● **WHAT IS REQUIRED**
The answer should be each line of the records that contains the word "Error"; please copy them all.

● **Records drawn from a dataset**
((
// # IP Source Trait
//
// Defines the interface for discovering the caller's current public IP.
//
// ## Implementations
//
// - HTTP "what is my IP" service: `ddns-ip-http` crate
//
// ## Usage
//
// ```rust,ignore
// use ddns_core::IpSource;
//
// #[tokio::main]
// async fn main() -> anyhow::Result<()> {
//     let source = /* IpSource implementation */;
//
//     let current_ip = source.current().await?;
//     println!("Public IP: {}", current_ip);
//
//     Ok(())
// }
// ```

use async_trait::async_trait;

/// Trait for IP source implementations
///
/// An IP source answers one question per call: what is the caller's public
/// address right now. It is queried once per reconciliation cycle by
/// [`DdnsEngine`](crate::DdnsEngine).
///
/// The address is returned as an opaque string. The engine compares it
/// byte-for-byte against the DNS record and writes it verbatim, so
/// implementations must strip transport noise (trailing newlines) but must
/// not otherwise normalize it.
///
/// # Trust Level: Semi-Trusted
///
/// ## Allowed Capabilities
/// - ✅ Perform one outbound request per call
///
/// ## Forbidden Capabilities
/// - ❌ Perform DNS updates (use `DnsProvider`)
/// - ❌ Implement retry logic (owned by `DdnsEngine`)
/// - ❌ Cache the address between calls (every cycle re-derives it)
/// - ❌ Spawn polling loops (scheduling is owned by `DdnsEngine`)
#[async_trait]
pub trait IpSource: Send + Sync {
    /// Get the current public IP address
    ///
    /// # Returns
    ///
    /// - `Ok(String)`: The current address, never empty, never containing newlines
    /// - `Err(Error)`: If the address could not be determined
    async fn current(&self) -> Result<String, crate::Error>;

    /// Get the source name (for logging/debugging)
    fn source_name(&self) -> &'static str;
}
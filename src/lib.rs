//! # tsp-construct
//!
//! Approximate TSP tour construction over explicit distance matrices,
//! with two independent heuristics: greedy nearest neighbor and
//! Clarke-Wright savings.
//!
//! ## Modules
//!
//! - [`models`] — Domain types (TspInstance, Path, Route, RouteSet, SavingsSolution)
//! - [`distance`] — Dense symmetric distance matrix
//! - [`constructive`] — Construction heuristics (Nearest Neighbor, Clarke-Wright)
//! - [`evaluation`] — Tour length evaluation and reporting-boundary rounding
//!
//! ## Example
//!
//! ```
//! use tsp_construct::constructive::{clarke_wright_savings, nearest_neighbor};
//! use tsp_construct::distance::DistanceMatrix;
//! use tsp_construct::models::TspInstance;
//!
//! let dm = DistanceMatrix::from_points(&[
//!     (0.0, 0.0),
//!     (2.0, 1.0),
//!     (3.0, 3.0),
//!     (1.0, 4.0),
//! ]);
//! let instance = TspInstance::new(dm, 0)?;
//!
//! let path = nearest_neighbor(&instance);
//! assert_eq!(path.nodes().len(), 4);
//!
//! let solution = clarke_wright_savings(&instance);
//! assert!(solution.is_single_tour());
//! # Ok::<(), anyhow::Error>(())
//! ```

pub mod constructive;
pub mod distance;
pub mod evaluation;
pub mod models;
))
● **RESULT OF THIS TASK**
    /// - `Err(Error)`: If the address could not be determined
    async fn current(&self) -> Result<String, crate::Error>;
//! # Ok::<(), anyhow::Error>(())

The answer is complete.